If you could reproduce it on the playground we could see if it is a bug or something you can solve in your code.
As i don’t know what you are importing, it is hard for me to say whether meshes[0] is enough, but seeing what you do i can only assume it is the root of the others.
Just a random question - Why are you setting the root mesh’s bounding info?
@gbz I’ve added some more code from the move() function, and the scene setup. I’ve followed both those guides with little luck. The intersect works, but it doesn’t detect ‘collisions’ it detects if they’re overlapping after the move - so the player will ‘sink’ into the ground when they impact it.
@RaananW It may be something with the Blender model, but I’m not sure what might cause that from a modeling standpoint.
meshes[0] is the ‘root’ mesh that the gltf exporter creates as a parent mesh for the 4 meshes that are in the model (head, torso, arms/legs, eyes). If I turn on the collision detection for all the children it gets weird - presumably because the submeshes actual ‘collide’ all the time.
I’m setting the bounding info on the root mesh b/c it doesn’t appear to ‘get’ any bounding info in the export. So I calculate it based off the children that are exported/imported.
The collisions are sort of detected. Right now, there’s an obvious collision when the two meshes are close (but not touching). Then the moving mesh sort of sinks into the platform mesh.
Here’s what he looks like in the end:
@RaananW@StardustMotion I’ll create a playground with the code, unfortunately because this appears to at least be partially a model export/import issue I doubt I will be able to recreate the entire issue.

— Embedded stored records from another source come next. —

use thiserror::Error;
use tidecord_http::HttpError;
use tidecord_models::Snowflake;
use tidecord_voice::VoiceError;
use tidecord_ws::ConnectionError;

#[derive(Debug, Error)]
pub enum ClientError {
    #[error("a bot token is required")]
    MissingToken,
    #[error("invalid configuration: {0}")]
    InvalidConfig(String),
    #[error("http error: {0}")]
    Http(#[from] HttpError),
    #[error("gateway error: {0}")]
    Connection(#[from] ConnectionError),
    #[error("voice error: {0}")]
    Voice(#[from] VoiceError),
    #[error("json error: {0}")]
    Json(#[from] serde_json::Error),
    #[error("no voice connection for guild {0}")]
    NoVoice(Snowflake),
    #[error("timed out waiting for {0}")]
    Timeout(&'static str),
}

So it appears that the ‘sinking’ issue is that the moveWithCollisions function doesn’t first check to see if it’s already collided with a mesh. The ‘gap’ issue I’m having appears to be a scaling issue.
Thanks for your reply. In which way exactly do you mean?
edit: i adjusted the ellipsoid to fit my character, it works fine for the geometry constructed using the MeshBuilder (.CreateBox()). The Problem occurs only on imported geometry. Somehow the problem also Patricks’ described i guess.
Confirmed here that I am also having issues getting checkCollisions = true to work in a predictable way with imported gltf models.
Here’s my playground where as you move around, you slowly sink into the floor before falling to your doom into the playground abyss. https://playground.babylonjs.com/#4HUQQ#1019
It’s like it WANTS to work, but isn’t quite there, heh.
I’ve commented out the nav mesh code in the playground, but it’s interesting that I can create a nav mesh using the nav mesh extension and checkCollisions = true actually works for the nav mesh! You can try that by uncommenting my nav mesh code.
Any idea why checkCollisions might not work for imported models though? It works no problem with grounds or other shapes defined in Babylon, but curious for imported gltf models. @sebavan@RaananW
PS: the model was made in Blender. would one need to set anything on the Blender side in order for the checkCollisions to work on the Babylon side?